Task goal
For each line below that contains the word "SBUS", return that line.

Start of Block

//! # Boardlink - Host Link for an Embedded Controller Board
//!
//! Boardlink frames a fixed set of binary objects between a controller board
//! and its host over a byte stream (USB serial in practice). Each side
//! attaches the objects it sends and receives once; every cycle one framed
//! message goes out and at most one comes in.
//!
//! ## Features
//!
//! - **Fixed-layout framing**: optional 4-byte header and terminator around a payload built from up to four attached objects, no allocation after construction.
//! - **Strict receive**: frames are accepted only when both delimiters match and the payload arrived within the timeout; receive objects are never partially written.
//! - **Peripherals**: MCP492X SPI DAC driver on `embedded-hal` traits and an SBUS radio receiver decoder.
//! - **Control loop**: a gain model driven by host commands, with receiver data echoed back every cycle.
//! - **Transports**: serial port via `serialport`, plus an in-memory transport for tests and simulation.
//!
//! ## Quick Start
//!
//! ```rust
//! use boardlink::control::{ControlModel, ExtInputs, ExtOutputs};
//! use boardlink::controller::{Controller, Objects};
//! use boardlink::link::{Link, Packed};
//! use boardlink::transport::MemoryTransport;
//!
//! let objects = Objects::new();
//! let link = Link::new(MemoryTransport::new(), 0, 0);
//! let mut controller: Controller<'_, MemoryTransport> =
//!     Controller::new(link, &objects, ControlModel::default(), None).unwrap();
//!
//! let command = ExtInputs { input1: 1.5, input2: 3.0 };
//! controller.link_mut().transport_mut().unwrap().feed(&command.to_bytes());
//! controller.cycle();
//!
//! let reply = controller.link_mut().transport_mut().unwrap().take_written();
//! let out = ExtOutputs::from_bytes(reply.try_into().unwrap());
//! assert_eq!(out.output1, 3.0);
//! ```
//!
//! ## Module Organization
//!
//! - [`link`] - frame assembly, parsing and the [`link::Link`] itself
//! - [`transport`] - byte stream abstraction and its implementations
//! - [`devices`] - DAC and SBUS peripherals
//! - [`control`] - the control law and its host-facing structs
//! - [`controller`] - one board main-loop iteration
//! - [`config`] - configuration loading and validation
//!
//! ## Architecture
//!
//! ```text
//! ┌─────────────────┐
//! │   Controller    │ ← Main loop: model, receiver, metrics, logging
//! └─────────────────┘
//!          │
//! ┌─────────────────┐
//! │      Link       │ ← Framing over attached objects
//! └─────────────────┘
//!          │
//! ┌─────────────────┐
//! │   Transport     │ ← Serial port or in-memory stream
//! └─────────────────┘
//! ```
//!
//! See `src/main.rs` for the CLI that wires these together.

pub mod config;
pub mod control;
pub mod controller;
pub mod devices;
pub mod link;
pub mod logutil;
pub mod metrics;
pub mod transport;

End of Block

Exercise response
//! - **Peripherals**: MCP492X SPI DAC driver on `embedded-hal` traits and an SBUS radio receiver decoder.
//! - [`devices`] - DAC and SBUS peripherals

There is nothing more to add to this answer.